By Todd Crowell
TOKYO
Mt. Shindake on the remote Japanese island of Kuchinoerabu erupted in a dramatic fashion Friday, sending a massive black plume of smoke, rocks and ash some nine kilometers in the air.
No casualties from the eruption – whose pyroclastic flow reached the northwest coast - were reported as of press time.
The tiny island has only 147 permanent residents, who were evacuated by a ferryboat to the neighboring island of Yakushima, around an hour’s journey across the East China Sea.
The residents of Kuchinoeruba and other parts of Japan’s southwestern coastline are used to living with volcanoes, and were moving to a pre-planned evacuation area as soon as they heard the enormous bang of the volcano’s explosion.
The national government immediately dispatched a coast guard vessel, helicopters and some members of the Self-Defense Forces to the area to assist in the evacuation. Commercial airlines diverted flights from flying over the island.
Kuchinoerabu, the whole of which is part of the Kirishima-Yaku National Park, is located around 100 kilometers (62 miles) from the southern tip of Kyushu, Japan’s southernmost main island.

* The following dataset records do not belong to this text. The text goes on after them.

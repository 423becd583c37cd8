mod authentication;
mod data_formats;
mod db_helpers;
mod errors;
mod handlers;
mod models;
mod slug;

use anyhow::Context;
pub use anyhow::Result;
use axum::http::StatusCode;
use axum::{routing::*, Extension, Json, Router};
pub use data_formats::*;
use handlers::*;
use sqlx::sqlite::SqliteConnectOptions;
use sqlx::SqlitePool;
use std::str::FromStr;
use std::{
    net::{SocketAddr, TcpListener},
    sync::Arc,
};

pub type JsonResponse<T> = (StatusCode, Json<T>);

pub async fn run_app(app: Router, address: SocketAddr, pool: SqlitePool) -> Result<()> {
    let app = app.layer(Extension(Arc::new(pool)));
    tracing::info!("Listening on {}", address);
    axum::Server::bind(&address)
        .serve(app.into_make_service())
        .await?;
    Ok(())
}

pub async fn init_db(db_url: &str) -> Result<SqlitePool> {
    // Foreign keys are off by default in SQLite; the cascading deletes on
    // articles and users depend on them.
    let options = SqliteConnectOptions::from_str(db_url)
        .context("Invalid DATABASE_URL")?
        .create_if_missing(true)
        .foreign_keys(true);
    let pool = SqlitePool::connect_with(options).await?;
    sqlx::migrate!("./migrations")
        .run(&pool)
        .await
        .context("Failed to run migrations")?;
    tracing::info!("Migrations completed");
    Ok(pool)
}

pub fn get_random_free_port() -> (u16, SocketAddr) {
    let listener = TcpListener::bind("localhost:0").unwrap();
    match listener.local_addr() {
        Ok(addr) => (addr.port(), addr),
        Err(_) => panic!("Could not get a free port"),
    }
}

pub fn make_router() -> Router {
    Router::new()
        .route("/check_health", get(alive))
        .route("/users/login", post(login_user))
        .route("/users", post(register_user))
        .route("/user", get(get_current_user).put(update_user))
        .route("/profiles/:username", get(get_profile))
        .route(
            "/profiles/:username/follow",
            post(follow_profile).delete(unfollow_profile),
        )
        .route("/articles", get(list_articles).post(create_article))
        .route("/articles/feed", get(feed_articles))
        .route(
            "/articles/:slug",
            get(get_article).put(update_article).delete(delete_article),
        )
        .route(
            "/articles/:slug/favorite",
            post(favorite_article).delete(unfavorite_article),
        )
        .route(
            "/articles/:slug/comments",
            get(list_comments).post(add_comment),
        )
        .route("/articles/:slug/comments/:id", delete(delete_comment))
        .route("/tags", get(list_tags))
        .fallback(not_found)
}
use std::sync::Arc;

use axum::{
    extract::{Path, Query},
    http::StatusCode,
    Extension, Json,
};
use sqlx::SqlitePool;

use crate::{
    authentication::{AuthUser, MaybeUser},
    data_formats::{
        ArticleQueryParams, ArticleResponse, ArticleWrapper, CreateArticleRequest, FeedQueryParams,
        MultipleArticlesWrapper, UpdateArticleRequest,
    },
    db_helpers::{
        create_article_in_db, delete_article_in_db, favourite_article_in_db,
        get_article_by_slug_in_db, list_articles_in_db, list_feed_articles_in_db,
        unfavourite_article_in_db, update_article_in_db,
    },
    errors::RequestError,
};

use super::JsonResult;

type ArticleJson = ArticleWrapper<ArticleResponse>;

pub async fn list_articles(
    Extension(pool): Extension<Arc<SqlitePool>>,
    maybe_user: MaybeUser,
    Query(params): Query<ArticleQueryParams>,
) -> JsonResult<MultipleArticlesWrapper> {
    let (articles, articles_count) =
        list_articles_in_db(&pool, maybe_user.get_id(), params).await?;
    Ok(Json(MultipleArticlesWrapper {
        articles: articles.into_iter().map(ArticleResponse::new).collect(),
        articles_count,
    }))
}

pub async fn feed_articles(
    auth: AuthUser,
    Extension(pool): Extension<Arc<SqlitePool>>,
    Query(params): Query<FeedQueryParams>,
) -> JsonResult<MultipleArticlesWrapper> {
    let (articles, articles_count) =
        list_feed_articles_in_db(&pool, auth.id, params.limit, params.offset).await?;
    Ok(Json(MultipleArticlesWrapper {
        articles: articles.into_iter().map(ArticleResponse::new).collect(),
        articles_count,
    }))
}

pub async fn get_article(
    Extension(pool): Extension<Arc<SqlitePool>>,
    maybe_user: MaybeUser,
    Path(slug): Path<String>,
) -> JsonResult<ArticleJson> {
    let article = get_article_by_slug_in_db(&pool, &slug, maybe_user.get_id())
        .await?
        .ok_or(RequestError::NotFound("Article not found"))?;
    Ok(Json(ArticleWrapper {
        article: ArticleResponse::new(article),
    }))
}

pub async fn create_article(
    auth: AuthUser,
    Extension(pool): Extension<Arc<SqlitePool>>,
    Json(ArticleWrapper { article }): Json<ArticleWrapper<CreateArticleRequest>>,
) -> JsonResult<ArticleJson> {
    if article.title.trim().is_empty() {
        return Err(RequestError::Validation("title", "can't be blank"));
    }
    let article = create_article_in_db(&pool, auth.id, article).await?;
    Ok(Json(ArticleWrapper {
        article: ArticleResponse::new(article),
    }))
}

pub async fn update_article(
    auth: AuthUser,
    Extension(pool): Extension<Arc<SqlitePool>>,
    Path(slug): Path<String>,
    Json(ArticleWrapper { article }): Json<ArticleWrapper<UpdateArticleRequest>>,
) -> JsonResult<ArticleJson> {
    let article = update_article_in_db(&pool, auth.id, &slug, article).await?;
    Ok(Json(ArticleWrapper {
        article: ArticleResponse::new(article),
    }))
}

pub async fn delete_article(
    auth: AuthUser,
    Extension(pool): Extension<Arc<SqlitePool>>,
    Path(slug): Path<String>,
) -> Result<StatusCode, RequestError> {
    delete_article_in_db(&pool, auth.id, &slug).await?;
    Ok(StatusCode::OK)
}

pub async fn favorite_article(
    auth: AuthUser,
    Extension(pool): Extension<Arc<SqlitePool>>,
    Path(slug): Path<String>,
) -> JsonResult<ArticleJson> {
    let article = favourite_article_in_db(&pool, auth.id, &slug).await?;
    Ok(Json(ArticleWrapper {
        article: ArticleResponse::new(article),
    }))
}

pub async fn unfavorite_article(
    auth: AuthUser,
    Extension(pool): Extension<Arc<SqlitePool>>,
    Path(slug): Path<String>,
) -> JsonResult<ArticleJson> {
    let article = unfavourite_article_in_db(&pool, auth.id, &slug).await?;
    Ok(Json(ArticleWrapper {
        article: ArticleResponse::new(article),
    }))
}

Its small population makes a living primarily from fishing and tourism.
Mt. Shintake had erupted Aug. 2014, and the area of the pyroclastic flow was placed off limits. Before that, the mountain erupted in 1980 and records show of earlier blasts.
The whole region is laced with active volcanoes. Mt. Sakurajima opposite the prefectural capital Kagoshima routinely emits plumes of steam and gas.
The national government has tightened restrictions on people entering active volcano zones since last year’s surprise eruption of Mt. Ontake killed 57 hikers who were climbing the mountain.
Setsuya Nakata, a professor at Tokyo University, told the NHK broadcaster he thought the force of the eruption exceeded that of Mt. Ontake.
Some parts of the Hakone recreation area near Tokyo have been placed off limits in the wake of recent signs that Mt. Hakone might erupt.